Scale Breaking Points in Data-Intensive Systems

Most web backends are not compute-intensive but data-intensive. The bottleneck is rarely the CPU computing something; it is almost always moving data from one place to another, storing it, and keeping it consistent. Boring architecture — a single VPS, shared PostgreSQL, shared Redis — carries a surprising amount of that load.

But under data load this architecture does not slow down gradually. It breaks at discrete points, and in a predictable order. This piece maps those points: which signal announces each one, what the next step is, and what that step costs.

Let me state the one rule up front: do these steps in order. Each step buys you time and adds operational weight in return. Doing step 4 before step 1 is paying a complexity tax without solving anything.

On which axis data density breaks

“Scaling” is not a single number. Request count is one axis, data volume an entirely different one. A system can take 50 requests a minute and still drown in data; another can comfortably handle 5,000 requests a second while its data layer sits untouched.

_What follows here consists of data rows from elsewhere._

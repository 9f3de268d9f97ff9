//! The program image.
//!
//! A [`Program`] is everything the compiler produced, already parsed: the
//! statement stream, the function table, the initial global segment, the
//! string pool, and the global and field definitions used for lookups and
//! diagnostics. It is validated once on construction and immutable after.

#![allow(clippy::cast_possible_truncation)]
#![allow(clippy::cast_sign_loss)]

use std::collections::HashMap;

use progsvm_foundation::ofs::{MAX_PARMS, RESERVED_OFS};
use progsvm_foundation::{Cell, DefType, Error, ErrorKind, FunctionId, Result, StringId, StringTable};
use progsvm_storage::{EntityTable, FieldLayout, GlobalSegment, SystemFields};

use crate::opcode::{Opcode, Operand};

// =============================================================================
// Statements, Functions, Definitions
// =============================================================================

/// One instruction: an opcode and three operands.
#[derive(Clone, Copy, Debug, Default, PartialEq, Eq)]
pub struct Statement {
    /// Raw opcode number; unknown numbers fail when executed.
    pub op: u16,
    /// First operand.
    pub a: u16,
    /// Second operand.
    pub b: u16,
    /// Third operand.
    pub c: u16,
}

impl Statement {
    /// Creates a statement from a decoded opcode.
    #[must_use]
    pub const fn new(op: Opcode, a: u16, b: u16, c: u16) -> Self {
        Self {
            op: op.to_u16(),
            a,
            b,
            c,
        }
    }

    /// Decodes the opcode.
    #[must_use]
    pub fn opcode(&self) -> Option<Opcode> {
        Opcode::from_u16(self.op)
    }

    /// Operand `a` read as a signed branch delta.
    #[must_use]
    #[allow(clippy::cast_possible_wrap)]
    pub const fn delta_a(&self) -> i16 {
        self.a as i16
    }

    /// Operand `b` read as a signed branch delta.
    #[must_use]
    #[allow(clippy::cast_possible_wrap)]
    pub const fn delta_b(&self) -> i16 {
        self.b as i16
    }
}

/// Encodes a signed branch delta as an operand.
#[must_use]
#[allow(clippy::cast_sign_loss)]
pub const fn delta(offset: i16) -> u16 {
    offset as u16
}

/// A function descriptor.
#[derive(Clone, Copy, Debug, Default, PartialEq, Eq)]
pub struct Function {
    /// First statement; negative means builtin number `-first_statement`.
    pub first_statement: i32,
    /// Global offset of the first parameter.
    pub parm_start: u16,
    /// Cells from `parm_start` saved across calls (parameters included).
    pub locals: u16,
    /// Number of declared parameters.
    pub num_parms: u8,
    /// Width in cells of each parameter.
    pub parm_size: [u8; MAX_PARMS],
    /// Function name.
    pub name: StringId,
    /// Source file name.
    pub file: StringId,
}

impl Function {
    /// Returns true if this function is implemented by the host.
    #[must_use]
    pub const fn is_builtin(&self) -> bool {
        self.first_statement < 0
    }

    /// Returns the builtin number for host functions.
    #[must_use]
    pub const fn builtin_index(&self) -> Option<u32> {
        if self.first_statement < 0 {
            Some(self.first_statement.unsigned_abs())
        } else {
            None
        }
    }

    /// Range of global cells saved and restored across calls.
    #[must_use]
    pub fn locals_range(&self) -> std::ops::Range<usize> {
        let start = self.parm_start as usize;
        start..start + self.locals as usize
    }
}

/// A named global or entity field definition.
#[derive(Clone, Copy, Debug, PartialEq, Eq)]
pub struct Def {
    /// Declared type.
    pub ty: DefType,
    /// Global offset, or field offset for field definitions.
    pub offset: u16,
    /// Name.
    pub name: StringId,
    /// Whether the value belongs in saved games.
    pub save: bool,
}

/// Global offsets of the engine-known globals.
#[derive(Clone, Copy, Debug, Default, PartialEq, Eq)]
pub struct SystemGlobals {
    /// `entity self` - the entity a function runs on behalf of.
    pub self_entity: Option<u16>,
    /// `entity other`.
    pub other: Option<u16>,
    /// `entity world`.
    pub world: Option<u16>,
    /// `float time` - the program clock.
    pub time: Option<u16>,
}

impl SystemGlobals {
    /// Resolves every system global through a name lookup.
    pub fn resolve(mut lookup: impl FnMut(&str) -> Option<u16>) -> Self {
        Self {
            self_entity: lookup("self"),
            other: lookup("other"),
            world: lookup("world"),
            time: lookup("time"),
        }
    }
}

// =============================================================================
// Program
// =============================================================================

/// Raw program contents, as a loader or builder produces them.
#[derive(Clone, Debug, Default)]
pub struct ProgramParts {
    /// Statement stream.
    pub statements: Vec<Statement>,
    /// Function table; entry 0 is the null function.
    pub functions: Vec<Function>,
    /// Initial global segment.
    pub globals: Vec<Cell>,
    /// String pool.
    pub strings: StringTable,
    /// Global definitions.
    pub global_defs: Vec<Def>,
    /// Entity field definitions.
    pub field_defs: Vec<Def>,
    /// Cells per entity record.
    pub entity_fields: usize,
}

/// A validated, immutable program image.
#[derive(Clone, Debug)]
pub struct Program {
    statements: Vec<Statement>,
    functions: Vec<Function>,
    globals: Vec<Cell>,
    strings: StringTable,
    global_defs: Vec<Def>,
    field_defs: Vec<Def>,
    entity_fields: usize,
    system_globals: SystemGlobals,
    system_fields: SystemFields,
    function_names: HashMap<String, FunctionId>,
    global_names: HashMap<String, usize>,
    field_names: HashMap<String, usize>,
    globals_by_offset: HashMap<u16, usize>,
}

impl Program {
    /// Validates raw parts and builds a program.
    ///
    /// # Errors
    ///
    /// Returns `InvalidProgram` if any statement operand, function range, or
    /// definition points outside the global segment or statement stream.
    pub fn from_parts(parts: ProgramParts) -> Result<Self> {
        validate(&parts)?;

        let ProgramParts {
            statements,
            functions,
            globals,
            strings,
            global_defs,
            field_defs,
            entity_fields,
        } = parts;

        let mut function_names = HashMap::new();
        for (i, f) in functions.iter().enumerate().skip(1) {
            function_names
                .entry(strings.resolve(f.name).to_string())
                .or_insert(FunctionId(i as u32));
        }

        let mut global_names = HashMap::new();
        let mut globals_by_offset = HashMap::new();
        for (i, def) in global_defs.iter().enumerate() {
            global_names
                .entry(strings.resolve(def.name).to_string())
                .or_insert(i);
            globals_by_offset.entry(def.offset).or_insert(i);
        }

        let mut field_names = HashMap::new();
        for (i, def) in field_defs.iter().enumerate() {
            field_names
                .entry(strings.resolve(def.name).to_string())
                .or_insert(i);
        }

        let system_globals = SystemGlobals::resolve(|name| {
            global_names.get(name).map(|&i| global_defs[i].offset)
        });
        let system_fields =
            SystemFields::resolve(|name| field_names.get(name).map(|&i| field_defs[i].offset));

        Ok(Self {
            statements,
            functions,
            globals,
            strings,
            global_defs,
            field_defs,
            entity_fields,
            system_globals,
            system_fields,
            function_names,
            global_names,
            field_names,
            globals_by_offset,
        })
    }

    /// Returns the statement stream.
    #[must_use]
    pub fn statements(&self) -> &[Statement] {
        &self.statements
    }

    /// Returns a statement.
    #[must_use]
    pub fn statement(&self, index: usize) -> Option<&Statement> {
        self.statements.get(index)
    }

    /// Returns the function table.
    #[must_use]
    pub fn functions(&self) -> &[Function] {
        &self.functions
    }

    /// Returns a function descriptor.
    ///
    /// # Errors
    ///
    /// Returns `NullFunction` for function 0 and `BadFunction` for ids
    /// outside the table.
    pub fn function(&self, id: FunctionId) -> Result<&Function> {
        if id.is_null() {
            return Err(Error::new(ErrorKind::NullFunction));
        }
        self.functions
            .get(id.index())
            .ok_or_else(|| Error::new(ErrorKind::BadFunction(id.0)))
    }

    /// Returns a function's name, or `"<null>"`/`"<invalid>"`.
    #[must_use]
    pub fn function_name(&self, id: FunctionId) -> &str {
        if id.is_null() {
            return "<null>";
        }
        match self.functions.get(id.index()) {
            Some(f) => self.strings.resolve(f.name),
            None => "<invalid>",
        }
    }

    /// Looks up a function by name.
    #[must_use]
    pub fn find_function(&self, name: &str) -> Option<FunctionId> {
        self.function_names.get(name).copied()
    }

    /// Returns the initial global segment.
    #[must_use]
    pub fn globals(&self) -> &[Cell] {
        &self.globals
    }

    /// Returns the string pool.
    #[must_use]
    pub fn strings(&self) -> &StringTable {
        &self.strings
    }

    /// Returns the global definitions.
    #[must_use]
    pub fn global_defs(&self) -> &[Def] {
        &self.global_defs
    }

    /// Returns the entity field definitions.
    #[must_use]
    pub fn field_defs(&self) -> &[Def] {
        &self.field_defs
    }

    /// Looks up a global definition by name.
    #[must_use]
    pub fn find_global(&self, name: &str) -> Option<&Def> {
        self.global_names.get(name).map(|&i| &self.global_defs[i])
    }

    /// Looks up an entity field definition by name.
    #[must_use]
    pub fn find_field(&self, name: &str) -> Option<&Def> {
        self.field_names.get(name).map(|&i| &self.field_defs[i])
    }

    /// Returns the global definition placed at an offset, if any.
    #[must_use]
    pub fn global_at(&self, offset: u16) -> Option<&Def> {
        self.globals_by_offset
            .get(&offset)
            .map(|&i| &self.global_defs[i])
    }

    /// Returns the name of a definition.
    #[must_use]
    pub fn def_name(&self, def: &Def) -> &str {
        self.strings.resolve(def.name)
    }

    /// Cells per entity record.
    #[must_use]
    pub fn entity_fields(&self) -> usize {
        self.entity_fields
    }

    /// Offsets of the engine-known globals.
    #[must_use]
    pub fn system_globals(&self) -> &SystemGlobals {
        &self.system_globals
    }

    /// Offsets of the engine-known entity fields.
    #[must_use]
    pub fn system_fields(&self) -> &SystemFields {
        &self.system_fields
    }

    /// The entity record layout this program expects.
    #[must_use]
    pub fn field_layout(&self) -> FieldLayout {
        FieldLayout::new(self.entity_fields).with_system(self.system_fields)
    }

    /// Checks that saved state was made by this program.
    ///
    /// # Errors
    ///
    /// Returns `SerializationError` if the global segment length or the
    /// entity record layout differs from this program's.
    pub fn check_state(&self, globals: &GlobalSegment, entities: &EntityTable) -> Result<()> {
        let expected = self.globals.len();
        if globals.len() != expected {
            return Err(Error::new(ErrorKind::SerializationError(format!(
                "saved state has {} globals, program has {expected}",
                globals.len()
            ))));
        }
        if *entities.layout() != self.field_layout() {
            return Err(Error::new(ErrorKind::SerializationError(format!(
                "saved records have {} fields, program has {}",
                entities.layout().field_count,
                self.entity_fields
            ))));
        }
        Ok(())
    }
}

// =============================================================================
// Validation
// =============================================================================

fn invalid(message: String) -> Error {
    Error::invalid_program(message)
}

fn validate(parts: &ProgramParts) -> Result<()> {
    let globals = parts.globals.len();
    if globals < RESERVED_OFS {
        return Err(invalid(format!(
            "global segment has {globals} cells, need at least {RESERVED_OFS}"
        )));
    }
    if parts.functions.is_empty() {
        return Err(invalid("function table has no null entry".to_string()));
    }

    for (i, st) in parts.statements.iter().enumerate() {
        let Some(op) = st.opcode() else {
            // Unknown opcodes are reported when executed.
            continue;
        };
        for (operand, value) in op.operands().into_iter().zip([st.a, st.b, st.c]) {
            let Operand::Global(width) = operand else {
                continue;
            };
            if value as usize + width as usize > globals {
                return Err(invalid(format!(
                    "statement {i} ({}) addresses global {value} outside segment of {globals}",
                    op.name()
                )));
            }
        }
    }

    for (i, f) in parts.functions.iter().enumerate().skip(1) {
        if !f.is_builtin() && f.first_statement as usize >= parts.statements.len() {
            return Err(invalid(format!(
                "function {i} starts at statement {} past end of {}",
                f.first_statement,
                parts.statements.len()
            )));
        }
        if f.locals_range().end > globals {
            return Err(invalid(format!(
                "function {i} locals {:?} outside segment of {globals}",
                f.locals_range()
            )));
        }
        if f.num_parms as usize > MAX_PARMS {
            return Err(invalid(format!(
                "function {i} declares {} parameters",
                f.num_parms
            )));
        }
        let parm_cells: usize = f.parm_size[..f.num_parms as usize]
            .iter()
            .map(|&s| s as usize)
            .sum();
        if f.parm_size.iter().any(|&s| s > 3) || (!f.is_builtin() && parm_cells > f.locals as usize) {
            return Err(invalid(format!("function {i} has malformed parameter sizes")));
        }
    }

    for def in &parts.global_defs {
        if def.offset as usize + def.ty.size() > globals {
            return Err(invalid(format!(
                "global definition at {} outside segment of {globals}",
                def.offset
            )));
        }
    }
    for def in &parts.field_defs {
        if def.offset as usize + def.ty.size() > parts.entity_fields {
            return Err(invalid(format!(
                "field definition at {} outside record of {}",
                def.offset, parts.entity_fields
            )));
        }
    }

    Ok(())
}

The axes that actually break data-intensive systems are these:

Working set / RAM ratio — whether the frequently accessed data fits in RAM.
Read / write ratio — which side the load is dominated by.
Single table size — a single relation growing large enough to wreck its index and vacuum behavior.
Write throughput — the number of commits a single primary can absorb per second.
Consistency requirement — how stale the data is allowed to be when read.

These axes do not all break at the same time. That is the good news: you don’t have to solve all of them at once. An architectural decision starts with an honest answer to “which axis breaks first” — by measurement, not assumption.

The starting point

Before talking about breaking points, let me describe the thing that breaks. The data layer of the setup in the Laravel production stack piece looks like this:

   PHP-FPM ──┬──► pgBouncer ──► PostgreSQL 16
             │                  (single primary)
             │
             └──► Redis 7
                  (cache · session · lock)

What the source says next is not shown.